### DATA UNDER STUDY:
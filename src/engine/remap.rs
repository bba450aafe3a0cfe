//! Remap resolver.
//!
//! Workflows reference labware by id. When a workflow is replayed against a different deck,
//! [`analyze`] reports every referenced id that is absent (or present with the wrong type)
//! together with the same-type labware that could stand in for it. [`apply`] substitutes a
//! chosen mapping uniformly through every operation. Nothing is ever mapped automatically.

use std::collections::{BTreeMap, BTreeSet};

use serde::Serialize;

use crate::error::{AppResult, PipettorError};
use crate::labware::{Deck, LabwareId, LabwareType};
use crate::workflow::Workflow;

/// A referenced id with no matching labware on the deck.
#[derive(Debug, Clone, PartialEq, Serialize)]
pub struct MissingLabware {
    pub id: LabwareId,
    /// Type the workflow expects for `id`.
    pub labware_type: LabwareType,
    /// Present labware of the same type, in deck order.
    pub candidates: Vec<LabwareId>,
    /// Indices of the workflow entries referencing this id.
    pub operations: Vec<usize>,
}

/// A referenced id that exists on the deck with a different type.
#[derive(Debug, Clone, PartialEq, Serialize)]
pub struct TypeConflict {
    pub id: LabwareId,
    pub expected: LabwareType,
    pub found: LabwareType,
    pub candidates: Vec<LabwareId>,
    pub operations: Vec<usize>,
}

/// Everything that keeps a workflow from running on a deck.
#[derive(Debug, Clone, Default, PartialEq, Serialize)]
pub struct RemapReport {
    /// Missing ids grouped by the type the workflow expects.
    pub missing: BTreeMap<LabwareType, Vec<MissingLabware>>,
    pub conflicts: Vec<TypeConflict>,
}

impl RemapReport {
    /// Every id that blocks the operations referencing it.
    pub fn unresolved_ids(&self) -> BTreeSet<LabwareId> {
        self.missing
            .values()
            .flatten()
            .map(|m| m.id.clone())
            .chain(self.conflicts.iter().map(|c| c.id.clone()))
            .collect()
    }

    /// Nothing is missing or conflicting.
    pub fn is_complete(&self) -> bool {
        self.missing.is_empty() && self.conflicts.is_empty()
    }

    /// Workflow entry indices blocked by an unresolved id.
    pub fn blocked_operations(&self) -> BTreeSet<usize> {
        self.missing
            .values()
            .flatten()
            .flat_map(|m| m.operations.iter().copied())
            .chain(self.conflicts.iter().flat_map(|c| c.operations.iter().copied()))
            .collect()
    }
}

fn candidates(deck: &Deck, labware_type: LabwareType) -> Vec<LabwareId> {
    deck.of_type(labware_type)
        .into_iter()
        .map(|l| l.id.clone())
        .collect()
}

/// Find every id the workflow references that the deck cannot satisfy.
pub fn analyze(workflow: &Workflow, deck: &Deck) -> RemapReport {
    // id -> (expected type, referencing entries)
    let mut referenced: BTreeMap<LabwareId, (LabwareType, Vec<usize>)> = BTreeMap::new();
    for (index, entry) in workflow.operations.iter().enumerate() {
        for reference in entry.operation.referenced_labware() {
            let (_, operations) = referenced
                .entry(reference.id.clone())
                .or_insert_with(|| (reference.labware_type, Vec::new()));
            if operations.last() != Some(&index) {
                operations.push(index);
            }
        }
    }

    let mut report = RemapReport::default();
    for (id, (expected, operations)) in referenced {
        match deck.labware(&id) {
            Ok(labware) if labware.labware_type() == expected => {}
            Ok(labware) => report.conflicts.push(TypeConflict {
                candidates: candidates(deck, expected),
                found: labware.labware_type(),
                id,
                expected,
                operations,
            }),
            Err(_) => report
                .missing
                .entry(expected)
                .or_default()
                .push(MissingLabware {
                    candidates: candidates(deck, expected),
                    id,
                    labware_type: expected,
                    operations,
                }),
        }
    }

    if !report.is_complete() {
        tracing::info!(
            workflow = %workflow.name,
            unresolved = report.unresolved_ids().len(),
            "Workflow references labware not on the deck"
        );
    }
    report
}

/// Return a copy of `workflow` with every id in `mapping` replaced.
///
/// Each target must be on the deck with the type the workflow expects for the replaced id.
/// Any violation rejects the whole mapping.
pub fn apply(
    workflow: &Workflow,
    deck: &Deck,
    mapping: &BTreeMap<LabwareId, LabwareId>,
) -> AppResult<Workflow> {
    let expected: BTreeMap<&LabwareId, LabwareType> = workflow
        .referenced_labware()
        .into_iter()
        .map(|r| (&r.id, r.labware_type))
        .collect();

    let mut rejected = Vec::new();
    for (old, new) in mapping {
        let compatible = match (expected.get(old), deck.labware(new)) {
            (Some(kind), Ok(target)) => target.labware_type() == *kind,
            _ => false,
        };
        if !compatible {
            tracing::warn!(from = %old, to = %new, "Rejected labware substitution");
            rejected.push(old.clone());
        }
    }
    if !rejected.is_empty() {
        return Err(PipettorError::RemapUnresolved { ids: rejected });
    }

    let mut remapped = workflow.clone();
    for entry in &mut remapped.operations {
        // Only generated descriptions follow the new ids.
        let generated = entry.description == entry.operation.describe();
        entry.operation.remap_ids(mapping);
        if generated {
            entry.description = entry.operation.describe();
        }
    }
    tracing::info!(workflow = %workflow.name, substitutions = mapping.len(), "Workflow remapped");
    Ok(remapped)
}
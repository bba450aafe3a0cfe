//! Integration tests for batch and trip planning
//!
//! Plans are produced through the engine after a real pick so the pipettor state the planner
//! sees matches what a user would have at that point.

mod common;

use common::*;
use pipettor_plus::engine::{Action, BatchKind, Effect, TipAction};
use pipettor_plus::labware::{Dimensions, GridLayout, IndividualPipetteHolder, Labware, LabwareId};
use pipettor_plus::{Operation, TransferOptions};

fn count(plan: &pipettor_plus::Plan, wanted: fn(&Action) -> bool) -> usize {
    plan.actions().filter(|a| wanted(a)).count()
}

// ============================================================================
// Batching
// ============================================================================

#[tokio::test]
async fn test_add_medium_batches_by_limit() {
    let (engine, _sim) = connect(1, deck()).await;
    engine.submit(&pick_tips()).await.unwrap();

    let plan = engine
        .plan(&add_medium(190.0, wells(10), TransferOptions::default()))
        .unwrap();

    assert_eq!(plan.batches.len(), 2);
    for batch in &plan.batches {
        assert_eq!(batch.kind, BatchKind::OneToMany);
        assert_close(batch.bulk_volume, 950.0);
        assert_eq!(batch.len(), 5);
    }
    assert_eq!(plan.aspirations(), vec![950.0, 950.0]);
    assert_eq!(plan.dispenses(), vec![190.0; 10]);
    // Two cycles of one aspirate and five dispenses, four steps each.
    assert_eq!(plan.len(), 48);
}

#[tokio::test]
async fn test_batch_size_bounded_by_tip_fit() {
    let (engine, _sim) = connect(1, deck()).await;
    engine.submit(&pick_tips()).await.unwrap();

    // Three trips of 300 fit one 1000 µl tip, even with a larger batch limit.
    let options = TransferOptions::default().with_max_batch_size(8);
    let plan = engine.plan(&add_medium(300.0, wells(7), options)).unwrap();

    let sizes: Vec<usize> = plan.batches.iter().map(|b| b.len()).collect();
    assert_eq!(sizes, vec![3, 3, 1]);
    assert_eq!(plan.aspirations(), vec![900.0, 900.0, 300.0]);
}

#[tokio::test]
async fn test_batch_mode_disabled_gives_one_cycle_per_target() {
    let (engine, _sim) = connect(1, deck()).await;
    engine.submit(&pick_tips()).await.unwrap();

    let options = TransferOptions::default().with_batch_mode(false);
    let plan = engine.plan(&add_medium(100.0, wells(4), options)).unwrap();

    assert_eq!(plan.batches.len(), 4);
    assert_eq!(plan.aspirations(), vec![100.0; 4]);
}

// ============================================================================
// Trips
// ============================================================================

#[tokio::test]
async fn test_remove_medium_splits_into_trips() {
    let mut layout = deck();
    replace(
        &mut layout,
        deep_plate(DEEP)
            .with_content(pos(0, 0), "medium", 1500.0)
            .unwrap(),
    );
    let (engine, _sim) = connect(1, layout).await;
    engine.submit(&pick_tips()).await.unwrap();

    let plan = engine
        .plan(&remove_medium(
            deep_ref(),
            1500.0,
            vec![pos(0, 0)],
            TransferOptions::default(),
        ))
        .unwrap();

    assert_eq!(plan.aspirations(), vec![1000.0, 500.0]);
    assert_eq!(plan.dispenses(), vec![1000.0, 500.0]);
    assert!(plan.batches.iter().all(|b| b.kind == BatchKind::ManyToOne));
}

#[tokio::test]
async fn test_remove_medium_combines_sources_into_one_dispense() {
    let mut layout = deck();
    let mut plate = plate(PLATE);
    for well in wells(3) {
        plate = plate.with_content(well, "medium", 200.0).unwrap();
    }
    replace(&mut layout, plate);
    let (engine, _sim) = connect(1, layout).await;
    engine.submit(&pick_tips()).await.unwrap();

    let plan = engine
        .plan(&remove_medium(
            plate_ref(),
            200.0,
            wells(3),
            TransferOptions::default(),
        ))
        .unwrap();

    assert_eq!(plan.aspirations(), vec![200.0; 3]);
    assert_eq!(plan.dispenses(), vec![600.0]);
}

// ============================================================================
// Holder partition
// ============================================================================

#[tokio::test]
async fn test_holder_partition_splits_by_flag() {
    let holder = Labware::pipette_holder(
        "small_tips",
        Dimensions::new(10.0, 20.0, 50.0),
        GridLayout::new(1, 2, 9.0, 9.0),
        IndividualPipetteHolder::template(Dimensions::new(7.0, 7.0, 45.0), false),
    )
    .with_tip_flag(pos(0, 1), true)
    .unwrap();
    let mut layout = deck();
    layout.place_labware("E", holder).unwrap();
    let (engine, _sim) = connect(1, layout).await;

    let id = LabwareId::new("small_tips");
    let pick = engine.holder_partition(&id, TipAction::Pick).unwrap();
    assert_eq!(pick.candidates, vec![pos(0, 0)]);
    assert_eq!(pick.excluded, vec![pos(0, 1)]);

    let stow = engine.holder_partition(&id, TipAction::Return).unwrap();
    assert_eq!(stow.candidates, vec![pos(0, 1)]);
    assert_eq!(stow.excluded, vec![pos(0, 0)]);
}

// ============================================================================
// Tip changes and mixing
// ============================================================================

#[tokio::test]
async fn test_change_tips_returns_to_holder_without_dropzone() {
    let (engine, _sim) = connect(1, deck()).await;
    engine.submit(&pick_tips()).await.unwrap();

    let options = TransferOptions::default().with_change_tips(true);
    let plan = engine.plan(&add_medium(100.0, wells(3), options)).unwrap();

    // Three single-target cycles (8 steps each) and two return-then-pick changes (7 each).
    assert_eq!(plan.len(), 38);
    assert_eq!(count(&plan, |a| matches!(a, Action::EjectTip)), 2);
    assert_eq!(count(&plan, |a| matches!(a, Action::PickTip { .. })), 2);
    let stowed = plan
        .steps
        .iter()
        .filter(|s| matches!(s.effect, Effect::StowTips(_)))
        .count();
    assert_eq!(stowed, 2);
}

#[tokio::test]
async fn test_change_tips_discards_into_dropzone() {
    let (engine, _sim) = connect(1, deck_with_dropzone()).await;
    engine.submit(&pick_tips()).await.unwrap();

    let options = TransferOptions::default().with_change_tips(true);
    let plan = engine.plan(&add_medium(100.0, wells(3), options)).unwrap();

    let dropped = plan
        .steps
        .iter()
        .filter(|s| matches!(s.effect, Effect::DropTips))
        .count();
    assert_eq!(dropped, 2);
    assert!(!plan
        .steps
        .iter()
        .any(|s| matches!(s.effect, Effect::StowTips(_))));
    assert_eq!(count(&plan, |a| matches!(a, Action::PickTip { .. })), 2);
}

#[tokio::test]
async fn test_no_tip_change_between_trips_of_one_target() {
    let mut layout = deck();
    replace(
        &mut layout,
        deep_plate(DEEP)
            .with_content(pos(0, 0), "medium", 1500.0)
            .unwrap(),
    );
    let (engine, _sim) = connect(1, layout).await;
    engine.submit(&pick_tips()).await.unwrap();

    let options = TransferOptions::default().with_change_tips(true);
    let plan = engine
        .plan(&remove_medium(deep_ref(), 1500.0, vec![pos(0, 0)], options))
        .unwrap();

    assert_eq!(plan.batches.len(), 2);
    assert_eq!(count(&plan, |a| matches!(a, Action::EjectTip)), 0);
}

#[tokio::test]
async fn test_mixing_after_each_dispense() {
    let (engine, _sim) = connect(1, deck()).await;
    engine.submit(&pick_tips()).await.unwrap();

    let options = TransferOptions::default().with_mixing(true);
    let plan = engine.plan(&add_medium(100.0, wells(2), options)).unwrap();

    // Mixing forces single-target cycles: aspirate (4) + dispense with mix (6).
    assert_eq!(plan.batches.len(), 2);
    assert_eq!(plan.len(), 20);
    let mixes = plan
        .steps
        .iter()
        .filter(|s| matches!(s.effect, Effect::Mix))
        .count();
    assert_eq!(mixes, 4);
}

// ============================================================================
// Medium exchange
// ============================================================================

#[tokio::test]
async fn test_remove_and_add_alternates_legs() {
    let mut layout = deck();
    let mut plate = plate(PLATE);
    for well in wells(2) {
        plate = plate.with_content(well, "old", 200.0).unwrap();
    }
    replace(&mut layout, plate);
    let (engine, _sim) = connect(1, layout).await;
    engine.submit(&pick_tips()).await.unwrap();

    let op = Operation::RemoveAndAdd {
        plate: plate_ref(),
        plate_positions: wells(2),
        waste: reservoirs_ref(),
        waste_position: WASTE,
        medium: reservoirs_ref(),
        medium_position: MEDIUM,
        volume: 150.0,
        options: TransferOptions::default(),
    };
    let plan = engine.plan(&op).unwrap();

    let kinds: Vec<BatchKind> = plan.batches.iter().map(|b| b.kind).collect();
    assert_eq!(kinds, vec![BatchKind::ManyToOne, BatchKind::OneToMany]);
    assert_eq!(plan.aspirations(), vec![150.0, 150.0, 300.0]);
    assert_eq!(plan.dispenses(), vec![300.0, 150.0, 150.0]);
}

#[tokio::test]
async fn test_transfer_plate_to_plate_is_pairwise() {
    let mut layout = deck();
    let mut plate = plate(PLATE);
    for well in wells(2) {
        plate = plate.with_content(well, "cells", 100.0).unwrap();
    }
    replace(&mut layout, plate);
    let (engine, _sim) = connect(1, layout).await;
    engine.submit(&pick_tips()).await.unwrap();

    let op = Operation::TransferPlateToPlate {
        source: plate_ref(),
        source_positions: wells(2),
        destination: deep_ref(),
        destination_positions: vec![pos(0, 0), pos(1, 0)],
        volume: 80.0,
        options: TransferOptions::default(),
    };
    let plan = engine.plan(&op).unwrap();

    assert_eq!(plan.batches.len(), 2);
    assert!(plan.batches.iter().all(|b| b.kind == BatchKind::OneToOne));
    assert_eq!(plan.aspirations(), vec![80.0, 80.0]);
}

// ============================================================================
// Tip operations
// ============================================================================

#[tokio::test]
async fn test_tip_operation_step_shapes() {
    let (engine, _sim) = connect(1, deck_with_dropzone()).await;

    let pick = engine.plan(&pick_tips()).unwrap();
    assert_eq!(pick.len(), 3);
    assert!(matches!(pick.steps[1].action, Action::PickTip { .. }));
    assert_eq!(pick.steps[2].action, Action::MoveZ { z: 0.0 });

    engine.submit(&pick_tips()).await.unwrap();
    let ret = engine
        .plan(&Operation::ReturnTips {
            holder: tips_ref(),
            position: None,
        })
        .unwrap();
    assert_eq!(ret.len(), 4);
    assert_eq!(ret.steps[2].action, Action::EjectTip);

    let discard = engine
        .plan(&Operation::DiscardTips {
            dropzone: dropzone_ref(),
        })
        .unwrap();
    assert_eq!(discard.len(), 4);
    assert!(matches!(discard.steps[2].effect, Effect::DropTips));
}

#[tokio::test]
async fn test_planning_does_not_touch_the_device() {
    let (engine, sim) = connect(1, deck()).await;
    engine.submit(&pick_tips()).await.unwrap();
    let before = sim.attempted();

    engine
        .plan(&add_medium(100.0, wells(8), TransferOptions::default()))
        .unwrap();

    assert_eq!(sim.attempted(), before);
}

### THE TASK:
The required output is the exact run of lines from the beginning of the records to the line with "the wrong type)", that line included.

### WRITTEN ANSWER:
filename src/engine/remap.rs
repository bba450aafe3a0cfe
//! Remap resolver.
//!
//! Workflows reference labware by id. When a workflow is replayed against a different deck,
//! [`analyze`] reports every referenced id that is absent (or present with the wrong type)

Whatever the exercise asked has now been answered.